Exercise: Where does the word "InitVectorstoreCommand" occur in the entries below? Copy every line that has it.

(Stored data)
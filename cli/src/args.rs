// Copyright (c) 2026 100monkeys.ai
// SPDX-License-Identifier: AGPL-3.0

//! Top-level argument definitions

use clap::{Parser, Subcommand};
use std::path::PathBuf;

use crate::commands::{ConfigCommand, InitChatHistoryCommand, InitVectorstoreCommand};

/// AlloyDB engine - connection checks and table provisioning
#[derive(Debug, Parser)]
#[command(name = "alloydb-engine")]
#[command(version, about, long_about = None)]
#[command(propagate_version = true)]
pub struct Cli {
    /// Path to settings file (overrides discovery)
    #[arg(
        short,
        long,
        global = true,
        env = "ALLOYDB_ENGINE_CONFIG",
        value_name = "FILE"
    )]
    pub config: Option<PathBuf>,

    /// Log level (trace, debug, info, warn, error)
    #[arg(long, global = true, env = "ALLOYDB_ENGINE_LOG_LEVEL", default_value = "info")]
    pub log_level: String,

    #[command(subcommand)]
    pub command: Option<Commands>,
}

#[derive(Debug, Subcommand)]
pub enum Commands {
    /// Open a pooled connection and run SELECT 1
    #[command(name = "ping")]
    Ping,

    /// Create a vector store table
    #[command(name = "init-vectorstore")]
    InitVectorstore {
        #[command(flatten)]
        command: InitVectorstoreCommand,
    },

    /// Create the chat message history table if missing
    #[command(name = "init-chat-history")]
    InitChatHistory {
        #[command(flatten)]
        command: InitChatHistoryCommand,
    },

    /// Settings file management
    #[command(name = "config")]
    Config {
        #[command(subcommand)]
        command: ConfigCommand,
    },
}

#[cfg(test)]
mod tests {
    use super::*;
    use clap::CommandFactory;

    #[test]
    fn cli_definition_is_consistent() {
        Cli::command().debug_assert();
    }

    #[test]
    fn parses_vectorstore_invocation() {
        let cli = Cli::try_parse_from([
            "alloydb-engine",
            "--config",
            "engine.yaml",
            "init-vectorstore",
            "--table",
            "documents",
            "--vector-size",
            "768",
            "--metadata-column",
            "area:int",
            "--metadata-column",
            "population:int:nullable",
            "--id-column",
            "doc_id",
            "--overwrite",
        ])
        .unwrap();

        assert_eq!(cli.config, Some(PathBuf::from("engine.yaml")));
        match cli.command {
            Some(Commands::InitVectorstore { command }) => {
                assert_eq!(command.table, "documents");
                assert_eq!(command.vector_size, 768);
                assert_eq!(command.metadata_columns.len(), 2);
                assert!(command.metadata_columns[1].nullable);
                assert!(command.overwrite);
                assert!(!command.store_metadata);
            }
            _ => panic!("expected init-vectorstore"),
        }
    }

    #[test]
    fn rejects_malformed_metadata_column() {
        let result = Cli::try_parse_from([
            "alloydb-engine",
            "init-vectorstore",
            "--table",
            "documents",
            "--vector-size",
            "768",
            "--metadata-column",
            "area",
        ]);
        assert!(result.is_err());
    }
}
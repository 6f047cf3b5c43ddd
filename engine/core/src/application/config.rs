// Copyright (c) 2026 100monkeys.ai
// SPDX-License-Identifier: AGPL-3.0
//! Engine configuration bundle
//!
//! [`EngineConfig`] is assembled by [`EngineConfigBuilder`], where every
//! setter touches exactly one field. Setters can be applied in any order;
//! credential combinations are only judged later by
//! [`crate::domain::identity::resolve_identity`].

use std::fmt;
use std::sync::Arc;

use crate::domain::config::{ConnectionSettings, InstanceCoordinates, IpType, PoolSettings};
use crate::domain::dialer::Dialer;
use crate::domain::identity::{Credentials, EmailRetriever};
use crate::domain::settings::EngineSettings;
use crate::infrastructure::pool::Pool;
use crate::infrastructure::proxy_dialer::ProxyDialer;

/// Everything the engine needs to pick an identity and open a pool.
#[derive(Clone, Default)]
pub struct EngineConfig {
    pub(crate) credentials: Credentials,
    pub(crate) connection: ConnectionSettings,
    pub(crate) pool: Option<Pool>,
    pub(crate) email_retriever: Option<Arc<dyn EmailRetriever>>,
    pub(crate) dialer: Option<Arc<dyn Dialer>>,
}

impl EngineConfig {
    pub fn builder() -> EngineConfigBuilder {
        EngineConfigBuilder::default()
    }

    pub fn credentials(&self) -> &Credentials {
        &self.credentials
    }

    pub fn connection(&self) -> &ConnectionSettings {
        &self.connection
    }

    pub fn instance(&self) -> &InstanceCoordinates {
        &self.connection.instance
    }

    pub fn user(&self) -> &str {
        &self.credentials.user
    }

    pub fn database(&self) -> &str {
        &self.connection.database
    }

    pub fn iam_account_email(&self) -> &str {
        &self.credentials.iam_account_email
    }

    pub fn ip_type(&self) -> IpType {
        self.connection.ip_type
    }

    pub fn pool_settings(&self) -> &PoolSettings {
        &self.connection.pool
    }

    pub fn has_pool(&self) -> bool {
        self.pool.is_some()
    }

    pub fn has_dialer(&self) -> bool {
        self.dialer.is_some()
    }
}

impl fmt::Debug for EngineConfig {
    fn fmt(&self, f: &mut fmt::Formatter<'_>) -> fmt::Result {
        f.debug_struct("EngineConfig")
            .field("credentials", &self.credentials)
            .field("connection", &self.connection)
            .field("pool", &self.pool.is_some())
            .field("email_retriever", &self.email_retriever.is_some())
            .field("dialer", &self.dialer.is_some())
            .finish()
    }
}

/// Accumulates independent option values into an [`EngineConfig`].
#[derive(Clone, Default)]
pub struct EngineConfigBuilder {
    config: EngineConfig,
}

impl EngineConfigBuilder {
    /// Builder pre-filled from a settings document. A `proxy` section wires
    /// a [`ProxyDialer`]; callers may keep chaining to override anything.
    pub fn from_settings(settings: &EngineSettings) -> Self {
        let mut builder = Self::default()
            .instance_coordinates(settings.instance.clone())
            .database(settings.database.clone())
            .ip_type(settings.ip_type)
            .pool_settings(settings.pool.clone());

        if let Some(user) = &settings.user {
            builder = builder.user(user.clone());
        }
        if let Some(password) = &settings.password {
            builder = builder.password(password.clone());
        }
        if let Some(email) = &settings.iam_account_email {
            builder = builder.iam_account_email(email.clone());
        }
        if let Some(proxy) = &settings.proxy {
            builder = builder.dialer(Arc::new(ProxyDialer::new(
                proxy.public_addr.clone(),
                proxy.private_addr.clone(),
            )));
        }

        builder
    }

    pub fn user(mut self, user: impl Into<String>) -> Self {
        self.config.credentials.user = user.into();
        self
    }

    pub fn password(mut self, password: impl Into<String>) -> Self {
        self.config.credentials.password = password.into();
        self
    }

    pub fn database(mut self, database: impl Into<String>) -> Self {
        self.config.connection.database = database.into();
        self
    }

    /// IAM principal to authenticate as instead of built-in credentials.
    pub fn iam_account_email(mut self, email: impl Into<String>) -> Self {
        self.config.credentials.iam_account_email = email.into();
        self
    }

    pub fn instance(
        mut self,
        project_id: impl Into<String>,
        region: impl Into<String>,
        cluster: impl Into<String>,
        instance: impl Into<String>,
    ) -> Self {
        self.config.connection.instance = InstanceCoordinates::new(project_id, region, cluster, instance);
        self
    }

    pub fn instance_coordinates(mut self, coordinates: InstanceCoordinates) -> Self {
        self.config.connection.instance = coordinates;
        self
    }

    pub fn ip_type(mut self, ip_type: IpType) -> Self {
        self.config.connection.ip_type = ip_type;
        self
    }

    /// Use an existing pool; the engine then never dials on its own.
    pub fn pool(mut self, pool: Pool) -> Self {
        self.config.pool = Some(pool);
        self
    }

    pub fn email_retriever(mut self, retriever: Arc<dyn EmailRetriever>) -> Self {
        self.config.email_retriever = Some(retriever);
        self
    }

    pub fn dialer(mut self, dialer: Arc<dyn Dialer>) -> Self {
        self.config.dialer = Some(dialer);
        self
    }

    pub fn pool_settings(mut self, settings: PoolSettings) -> Self {
        self.config.connection.pool = settings;
        self
    }

    pub fn build(self) -> EngineConfig {
        self.config
    }
}
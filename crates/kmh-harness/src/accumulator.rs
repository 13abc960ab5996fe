//! In-memory result table with periodic full checkpoints.

use std::collections::HashSet;

use kmh_data::CheckpointStore;
use kmh_types::{CheckpointGranularity, KmhResult, ResultRow};

/// Append-only result table. Only the batch driver task owns one, so no
/// locking is involved.
#[derive(Debug)]
pub struct ResultAccumulator {
    rows: Vec<ResultRow>,
    store: CheckpointStore,
    granularity: CheckpointGranularity,
    saved_rows: usize,
}

impl ResultAccumulator {
    pub fn new(store: CheckpointStore, granularity: CheckpointGranularity) -> Self {
        Self {
            rows: Vec::new(),
            store,
            granularity,
            saved_rows: 0,
        }
    }

    /// Start from the rows of an existing checkpoint.
    pub fn resume(store: CheckpointStore, granularity: CheckpointGranularity) -> KmhResult<Self> {
        let rows = store.load()?;
        let saved_rows = rows.len();
        Ok(Self {
            rows,
            store,
            granularity,
            saved_rows,
        })
    }

    pub fn append(&mut self, row: ResultRow) {
        self.rows.push(row);
    }

    /// Rewrite the whole checkpoint with every row collected so far.
    pub fn checkpoint(&mut self) -> KmhResult<()> {
        self.store.save(&self.rows)?;
        self.saved_rows = self.rows.len();
        Ok(())
    }

    /// Hook called after every finished job.
    pub fn job_finished(&mut self) -> KmhResult<()> {
        match self.granularity {
            CheckpointGranularity::PerJob => self.checkpoint(),
            CheckpointGranularity::PerInstance => Ok(()),
        }
    }

    /// Hook called once every job of an instance has finished.
    pub fn instance_finished(&mut self) -> KmhResult<()> {
        match self.granularity {
            CheckpointGranularity::PerInstance if self.has_unsaved_rows() => self.checkpoint(),
            _ => Ok(()),
        }
    }

    pub fn has_unsaved_rows(&self) -> bool {
        self.saved_rows != self.rows.len()
    }

    /// `(file, k)` pairs already present.
    pub fn completed_keys(&self) -> HashSet<(String, usize)> {
        self.rows
            .iter()
            .map(|row| {
                let (file, k) = row.key();
                (file.to_string(), k)
            })
            .collect()
    }

    pub fn rows(&self) -> &[ResultRow] {
        &self.rows
    }

    pub fn len(&self) -> usize {
        self.rows.len()
    }

    pub fn is_empty(&self) -> bool {
        self.rows.is_empty()
    }
}

#[cfg(test)]
mod tests {
    use super::*;
    use tempfile::TempDir;

    fn row(file: &str, k: usize) -> ResultRow {
        ResultRow::read_fail(file, file.trim_end_matches(".i"), k, "unreadable")
    }

    #[test]
    fn per_job_checkpoints_every_row() {
        let dir = TempDir::new().unwrap();
        let store = CheckpointStore::new(dir.path().join("runs.csv"));
        let mut acc = ResultAccumulator::new(store.clone(), CheckpointGranularity::PerJob);

        for k in 2..5 {
            acc.append(row("a.i", k));
            acc.job_finished().unwrap();
            assert_eq!(store.load().unwrap().len(), k - 1);
        }
        assert!(!acc.has_unsaved_rows());
    }

    #[test]
    fn per_instance_waits_for_the_instance() {
        let dir = TempDir::new().unwrap();
        let store = CheckpointStore::new(dir.path().join("runs.csv"));
        let mut acc = ResultAccumulator::new(store.clone(), CheckpointGranularity::PerInstance);

        acc.append(row("a.i", 2));
        acc.job_finished().unwrap();
        acc.append(row("a.i", 3));
        acc.job_finished().unwrap();
        assert!(store.load().unwrap().is_empty());
        assert!(acc.has_unsaved_rows());

        acc.instance_finished().unwrap();
        assert_eq!(store.load().unwrap().len(), 2);
    }

    #[test]
    fn resume_picks_up_saved_rows() {
        let dir = TempDir::new().unwrap();
        let store = CheckpointStore::new(dir.path().join("runs.csv"));
        let mut first = ResultAccumulator::new(store.clone(), CheckpointGranularity::PerJob);
        first.append(row("a.i", 2));
        first.append(row("b.i", 2));
        first.checkpoint().unwrap();

        let resumed = ResultAccumulator::resume(store, CheckpointGranularity::PerJob).unwrap();
        assert_eq!(resumed.len(), 2);
        assert!(!resumed.has_unsaved_rows());
        let keys = resumed.completed_keys();
        assert!(keys.contains(&("a.i".to_string(), 2)));
        assert!(!keys.contains(&("a.i".to_string(), 3)));
    }

    #[test]
    fn failed_checkpoint_is_an_error() {
        let dir = TempDir::new().unwrap();
        let blocker = dir.path().join("blocker");
        std::fs::write(&blocker, "file, not a directory").unwrap();

        let mut acc = ResultAccumulator::new(
            CheckpointStore::new(blocker.join("runs.csv")),
            CheckpointGranularity::PerJob,
        );
        acc.append(row("a.i", 2));
        assert!(acc.job_finished().is_err());
    }
}
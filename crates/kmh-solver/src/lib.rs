//! k-medoids solver strategies.
//!
//! Every strategy implements [`Solver`] over a precomputed distance matrix.
//! [`ExactSolver`] proves optimality by branch and bound; [`GraspSolver`] is
//! a randomized heuristic that also seeds the exact search.

pub mod exact;
pub mod formulation;
pub mod grasp;
pub mod solver;

pub use exact::ExactSolver;
pub use formulation::{validate_input, Incidence, KMedoidsModel, Violation};
pub use grasp::GraspSolver;
pub use solver::{relative_gap, solver_by_name, Solution, Solver, SolverParams, SOLVER_NAMES};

Answer area:
use crate::commands::{ConfigCommand, InitChatHistoryCommand, InitVectorstoreCommand};
        command: InitVectorstoreCommand,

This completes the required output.